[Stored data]
--- START ---
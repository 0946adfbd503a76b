// Copyright (c) 2025 Geoffrey Huntley <ghuntley@ghuntley.com>. All rights reserved.
// SPDX-License-Identifier: Proprietary

use std::path::PathBuf;
use std::time::Duration;

use sqlx::sqlite::{SqlitePool, SqlitePoolOptions};
use tempfile::TempDir;

use crate::migrations::run_migrations;
use crate::pool::create_pool;
use crate::record::RecordRow;

/// Single-connection in-memory database with the schema applied.
pub async fn create_test_pool() -> SqlitePool {
	let pool = SqlitePoolOptions::new()
		.max_connections(1)
		.connect(":memory:")
		.await
		.unwrap();
	run_migrations(&pool).await.unwrap();
	pool
}

/// File-backed database so several connections (or pools, standing in for
/// separate processes) share one store.
pub struct TestDb {
	pub pool: SqlitePool,
	pub path: PathBuf,
	_dir: TempDir,
}

impl TestDb {
	pub fn url(&self) -> String {
		format!("sqlite:{}", self.path.display())
	}

	/// A second, independent pool on the same file.
	pub async fn second_pool(&self) -> SqlitePool {
		create_pool(&self.url(), Duration::from_secs(5), 4)
			.await
			.unwrap()
	}
}

pub async fn create_test_db() -> TestDb {
	let dir = tempfile::tempdir().unwrap();
	let path = dir.path().join("registry.db");
	let pool = create_pool(
		&format!("sqlite:{}", path.display()),
		Duration::from_secs(5),
		4,
	)
	.await
	.unwrap();
	run_migrations(&pool).await.unwrap();
	TestDb {
		pool,
		path,
		_dir: dir,
	}
}

/// A structurally valid row with a placeholder signature.
pub fn sample_row(protocol_id: &str, plate: &str) -> RecordRow {
	RecordRow {
		protocol_id: protocol_id.to_string(),
		owner_name: "Rossi".to_string(),
		plate: plate.to_string(),
		payment_method: "POS".to_string(),
		start_date: "2026-01-01".to_string(),
		end_date: "2026-12-31".to_string(),
		address_enc: None,
		mobile_enc: None,
		email_enc: None,
		payment_amount_enc: None,
		signature: "00".to_string(),
		version: 1,
		created_at: "2026-01-01T09:00:00.000000Z".to_string(),
		updated_at: "2026-01-01T09:00:00.000000Z".to_string(),
	}
}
--- END ---
*Aim of the exercise:*
Lines above with "async": state how many, nothing more.

*Output of the task:*
3